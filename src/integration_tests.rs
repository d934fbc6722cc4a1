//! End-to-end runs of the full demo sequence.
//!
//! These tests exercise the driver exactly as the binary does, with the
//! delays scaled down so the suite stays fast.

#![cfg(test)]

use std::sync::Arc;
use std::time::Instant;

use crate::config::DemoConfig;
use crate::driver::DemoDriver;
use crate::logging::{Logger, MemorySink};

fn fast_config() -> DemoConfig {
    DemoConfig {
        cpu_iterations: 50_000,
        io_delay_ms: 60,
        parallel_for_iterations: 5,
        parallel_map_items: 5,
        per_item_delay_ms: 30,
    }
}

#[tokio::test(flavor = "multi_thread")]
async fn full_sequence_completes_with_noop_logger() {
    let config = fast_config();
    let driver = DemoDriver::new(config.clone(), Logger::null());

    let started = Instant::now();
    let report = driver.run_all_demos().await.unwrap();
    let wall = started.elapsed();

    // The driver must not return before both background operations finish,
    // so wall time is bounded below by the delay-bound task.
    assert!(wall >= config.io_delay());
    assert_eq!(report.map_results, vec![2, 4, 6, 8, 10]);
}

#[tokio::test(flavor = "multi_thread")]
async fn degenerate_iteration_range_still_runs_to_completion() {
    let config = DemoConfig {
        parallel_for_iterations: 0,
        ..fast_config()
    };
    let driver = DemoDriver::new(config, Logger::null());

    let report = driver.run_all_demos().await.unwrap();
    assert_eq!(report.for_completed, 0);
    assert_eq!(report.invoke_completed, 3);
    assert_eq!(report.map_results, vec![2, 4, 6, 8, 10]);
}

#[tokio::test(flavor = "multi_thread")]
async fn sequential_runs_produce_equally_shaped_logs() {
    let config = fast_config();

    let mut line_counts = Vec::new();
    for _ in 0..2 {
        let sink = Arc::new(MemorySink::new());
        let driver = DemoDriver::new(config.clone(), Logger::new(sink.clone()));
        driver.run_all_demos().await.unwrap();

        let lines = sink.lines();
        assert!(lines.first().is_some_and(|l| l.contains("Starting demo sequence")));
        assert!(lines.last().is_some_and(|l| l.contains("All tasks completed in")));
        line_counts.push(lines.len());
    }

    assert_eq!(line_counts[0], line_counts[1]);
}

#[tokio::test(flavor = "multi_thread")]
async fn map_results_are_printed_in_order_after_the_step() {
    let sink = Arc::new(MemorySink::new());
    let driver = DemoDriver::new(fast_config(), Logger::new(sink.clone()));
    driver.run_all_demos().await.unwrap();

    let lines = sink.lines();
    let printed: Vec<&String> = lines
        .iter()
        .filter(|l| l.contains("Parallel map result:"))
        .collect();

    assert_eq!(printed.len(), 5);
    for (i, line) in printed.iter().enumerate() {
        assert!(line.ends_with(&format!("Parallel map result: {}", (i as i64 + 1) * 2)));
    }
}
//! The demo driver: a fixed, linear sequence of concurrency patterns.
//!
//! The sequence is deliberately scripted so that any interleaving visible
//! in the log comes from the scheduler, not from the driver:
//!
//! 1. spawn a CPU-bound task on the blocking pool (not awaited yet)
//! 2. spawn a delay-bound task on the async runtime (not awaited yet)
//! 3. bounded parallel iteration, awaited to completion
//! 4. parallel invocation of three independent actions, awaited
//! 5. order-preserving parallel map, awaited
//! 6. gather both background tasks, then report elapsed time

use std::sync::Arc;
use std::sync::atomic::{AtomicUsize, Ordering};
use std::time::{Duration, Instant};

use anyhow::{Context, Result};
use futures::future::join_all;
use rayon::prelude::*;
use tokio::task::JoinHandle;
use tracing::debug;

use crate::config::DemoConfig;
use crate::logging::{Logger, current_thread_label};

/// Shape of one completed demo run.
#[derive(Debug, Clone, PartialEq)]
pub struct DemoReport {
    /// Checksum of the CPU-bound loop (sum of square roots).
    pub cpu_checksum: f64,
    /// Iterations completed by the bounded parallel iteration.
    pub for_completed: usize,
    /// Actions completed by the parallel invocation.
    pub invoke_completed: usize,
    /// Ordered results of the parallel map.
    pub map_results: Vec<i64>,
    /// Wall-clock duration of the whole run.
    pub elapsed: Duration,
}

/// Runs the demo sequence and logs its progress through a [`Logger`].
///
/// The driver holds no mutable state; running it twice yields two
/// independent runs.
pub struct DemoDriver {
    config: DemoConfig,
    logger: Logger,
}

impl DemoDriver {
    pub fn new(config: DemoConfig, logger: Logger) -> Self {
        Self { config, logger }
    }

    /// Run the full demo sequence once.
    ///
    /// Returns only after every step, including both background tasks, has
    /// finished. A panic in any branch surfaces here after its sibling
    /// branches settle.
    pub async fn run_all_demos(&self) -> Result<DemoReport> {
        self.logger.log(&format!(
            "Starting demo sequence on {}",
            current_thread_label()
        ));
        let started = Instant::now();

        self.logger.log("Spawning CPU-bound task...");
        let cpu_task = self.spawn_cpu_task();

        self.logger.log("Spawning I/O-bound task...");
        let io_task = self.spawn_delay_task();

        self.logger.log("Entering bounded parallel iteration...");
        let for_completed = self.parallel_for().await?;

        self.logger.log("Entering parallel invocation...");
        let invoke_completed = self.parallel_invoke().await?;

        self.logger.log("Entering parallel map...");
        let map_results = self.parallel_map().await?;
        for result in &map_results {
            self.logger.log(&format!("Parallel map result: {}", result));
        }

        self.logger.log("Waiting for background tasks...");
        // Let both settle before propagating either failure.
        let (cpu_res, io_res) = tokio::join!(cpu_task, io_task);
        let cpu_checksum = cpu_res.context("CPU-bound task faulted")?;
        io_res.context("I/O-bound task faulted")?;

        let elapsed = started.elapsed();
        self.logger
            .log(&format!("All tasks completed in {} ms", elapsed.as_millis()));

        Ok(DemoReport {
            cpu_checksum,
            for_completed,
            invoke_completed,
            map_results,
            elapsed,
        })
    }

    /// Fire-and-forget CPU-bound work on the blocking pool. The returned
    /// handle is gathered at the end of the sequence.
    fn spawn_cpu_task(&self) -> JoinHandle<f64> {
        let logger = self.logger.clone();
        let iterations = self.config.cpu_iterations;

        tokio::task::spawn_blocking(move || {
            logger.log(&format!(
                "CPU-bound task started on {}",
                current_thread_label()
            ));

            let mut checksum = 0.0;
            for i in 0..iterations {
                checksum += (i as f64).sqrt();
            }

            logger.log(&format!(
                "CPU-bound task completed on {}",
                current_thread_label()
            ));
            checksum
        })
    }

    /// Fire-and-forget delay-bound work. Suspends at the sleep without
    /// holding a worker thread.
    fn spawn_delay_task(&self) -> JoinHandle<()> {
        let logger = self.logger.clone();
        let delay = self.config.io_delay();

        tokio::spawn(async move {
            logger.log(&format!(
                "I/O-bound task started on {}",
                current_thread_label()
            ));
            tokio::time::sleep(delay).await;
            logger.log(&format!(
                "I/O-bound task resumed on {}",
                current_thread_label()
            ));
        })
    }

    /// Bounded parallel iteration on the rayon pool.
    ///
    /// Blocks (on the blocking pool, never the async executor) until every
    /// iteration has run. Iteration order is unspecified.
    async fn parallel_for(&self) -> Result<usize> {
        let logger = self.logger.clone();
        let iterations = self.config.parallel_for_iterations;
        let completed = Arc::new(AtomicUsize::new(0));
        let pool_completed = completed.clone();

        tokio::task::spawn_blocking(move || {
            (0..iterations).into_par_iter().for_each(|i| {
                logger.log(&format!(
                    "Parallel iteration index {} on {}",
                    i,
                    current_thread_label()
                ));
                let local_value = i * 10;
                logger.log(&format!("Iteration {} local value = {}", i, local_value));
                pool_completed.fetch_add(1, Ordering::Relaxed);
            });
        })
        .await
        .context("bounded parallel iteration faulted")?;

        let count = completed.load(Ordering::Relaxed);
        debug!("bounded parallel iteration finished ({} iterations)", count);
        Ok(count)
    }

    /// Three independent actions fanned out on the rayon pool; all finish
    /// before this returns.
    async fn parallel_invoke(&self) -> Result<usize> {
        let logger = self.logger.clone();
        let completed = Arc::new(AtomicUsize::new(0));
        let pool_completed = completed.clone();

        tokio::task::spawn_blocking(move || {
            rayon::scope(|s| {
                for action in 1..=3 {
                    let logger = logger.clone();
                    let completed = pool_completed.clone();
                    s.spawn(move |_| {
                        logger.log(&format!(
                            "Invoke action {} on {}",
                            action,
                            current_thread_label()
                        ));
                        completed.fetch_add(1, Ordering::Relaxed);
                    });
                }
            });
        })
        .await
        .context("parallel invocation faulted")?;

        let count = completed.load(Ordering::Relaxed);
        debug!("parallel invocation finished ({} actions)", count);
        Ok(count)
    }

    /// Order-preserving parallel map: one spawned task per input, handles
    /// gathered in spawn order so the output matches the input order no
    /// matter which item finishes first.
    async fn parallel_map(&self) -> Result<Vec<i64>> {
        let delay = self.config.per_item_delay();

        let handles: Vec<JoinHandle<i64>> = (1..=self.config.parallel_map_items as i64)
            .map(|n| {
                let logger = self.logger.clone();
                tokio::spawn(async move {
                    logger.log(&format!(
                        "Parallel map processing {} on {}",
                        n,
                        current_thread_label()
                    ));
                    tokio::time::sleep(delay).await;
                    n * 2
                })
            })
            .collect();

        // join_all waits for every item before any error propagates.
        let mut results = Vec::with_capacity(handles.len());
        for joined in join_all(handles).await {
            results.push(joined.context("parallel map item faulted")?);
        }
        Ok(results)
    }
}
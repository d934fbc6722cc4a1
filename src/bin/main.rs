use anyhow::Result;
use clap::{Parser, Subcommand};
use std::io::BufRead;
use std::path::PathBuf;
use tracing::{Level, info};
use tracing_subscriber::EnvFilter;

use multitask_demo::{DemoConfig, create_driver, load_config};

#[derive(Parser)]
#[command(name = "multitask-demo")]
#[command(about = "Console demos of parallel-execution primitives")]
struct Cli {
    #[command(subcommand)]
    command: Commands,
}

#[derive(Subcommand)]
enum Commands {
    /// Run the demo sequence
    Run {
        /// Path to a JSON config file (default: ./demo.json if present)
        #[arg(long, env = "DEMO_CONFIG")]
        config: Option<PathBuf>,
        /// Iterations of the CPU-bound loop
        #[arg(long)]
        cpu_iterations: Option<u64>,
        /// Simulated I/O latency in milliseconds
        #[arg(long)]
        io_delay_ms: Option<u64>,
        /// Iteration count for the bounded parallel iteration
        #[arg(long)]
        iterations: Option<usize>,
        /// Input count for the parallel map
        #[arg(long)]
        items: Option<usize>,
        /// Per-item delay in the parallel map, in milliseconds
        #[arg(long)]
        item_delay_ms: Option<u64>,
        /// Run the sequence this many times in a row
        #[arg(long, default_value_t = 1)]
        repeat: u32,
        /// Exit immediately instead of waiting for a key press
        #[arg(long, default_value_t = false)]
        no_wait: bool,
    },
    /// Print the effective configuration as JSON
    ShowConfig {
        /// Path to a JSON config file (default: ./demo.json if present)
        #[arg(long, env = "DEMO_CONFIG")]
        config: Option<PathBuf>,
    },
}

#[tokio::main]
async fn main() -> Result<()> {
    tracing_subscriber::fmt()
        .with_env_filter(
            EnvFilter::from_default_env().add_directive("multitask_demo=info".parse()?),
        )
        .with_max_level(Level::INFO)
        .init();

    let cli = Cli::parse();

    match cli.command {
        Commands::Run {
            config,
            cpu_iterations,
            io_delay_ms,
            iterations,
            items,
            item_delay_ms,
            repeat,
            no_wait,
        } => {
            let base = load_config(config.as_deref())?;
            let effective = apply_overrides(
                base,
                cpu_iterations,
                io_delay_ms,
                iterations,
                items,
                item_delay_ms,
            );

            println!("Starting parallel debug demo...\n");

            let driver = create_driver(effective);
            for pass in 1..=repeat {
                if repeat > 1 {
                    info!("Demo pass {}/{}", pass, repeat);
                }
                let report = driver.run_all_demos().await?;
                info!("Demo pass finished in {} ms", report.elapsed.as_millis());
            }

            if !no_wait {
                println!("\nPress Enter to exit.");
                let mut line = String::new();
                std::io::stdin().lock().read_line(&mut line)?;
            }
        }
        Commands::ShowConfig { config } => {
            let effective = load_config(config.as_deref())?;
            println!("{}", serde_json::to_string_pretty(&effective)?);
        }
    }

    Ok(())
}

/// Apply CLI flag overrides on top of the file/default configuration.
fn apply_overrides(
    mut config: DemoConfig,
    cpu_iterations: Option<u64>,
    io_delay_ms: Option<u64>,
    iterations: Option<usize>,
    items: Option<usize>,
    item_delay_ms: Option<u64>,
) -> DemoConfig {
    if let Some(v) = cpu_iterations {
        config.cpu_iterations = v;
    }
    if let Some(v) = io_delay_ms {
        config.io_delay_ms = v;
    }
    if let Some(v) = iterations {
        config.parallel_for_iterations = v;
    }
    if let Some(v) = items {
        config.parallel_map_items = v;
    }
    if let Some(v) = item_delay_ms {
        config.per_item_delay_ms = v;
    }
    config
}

REQUIRED ACTION :: Take the line containing "std::io::stdin().lock().read_line(&mut line)?;" as the start and the last line of the data as the end, and reproduce that range exactly.

REPLY ::
                std::io::stdin().lock().read_line(&mut line)?;
            }
        }
        Commands::ShowConfig { config } => {
            let effective = load_config(config.as_deref())?;
            println!("{}", serde_json::to_string_pretty(&effective)?);
        }
    }

    Ok(())
}

/// Apply CLI flag overrides on top of the file/default configuration.
fn apply_overrides(
    mut config: DemoConfig,
    cpu_iterations: Option<u64>,
    io_delay_ms: Option<u64>,
    iterations: Option<usize>,
    items: Option<usize>,
    item_delay_ms: Option<u64>,
) -> DemoConfig {
    if let Some(v) = cpu_iterations {
        config.cpu_iterations = v;
    }
    if let Some(v) = io_delay_ms {
        config.io_delay_ms = v;
    }
    if let Some(v) = iterations {
        config.parallel_for_iterations = v;
    }
    if let Some(v) = items {
        config.parallel_map_items = v;
    }
    if let Some(v) = item_delay_ms {
        config.per_item_delay_ms = v;
    }
    config
}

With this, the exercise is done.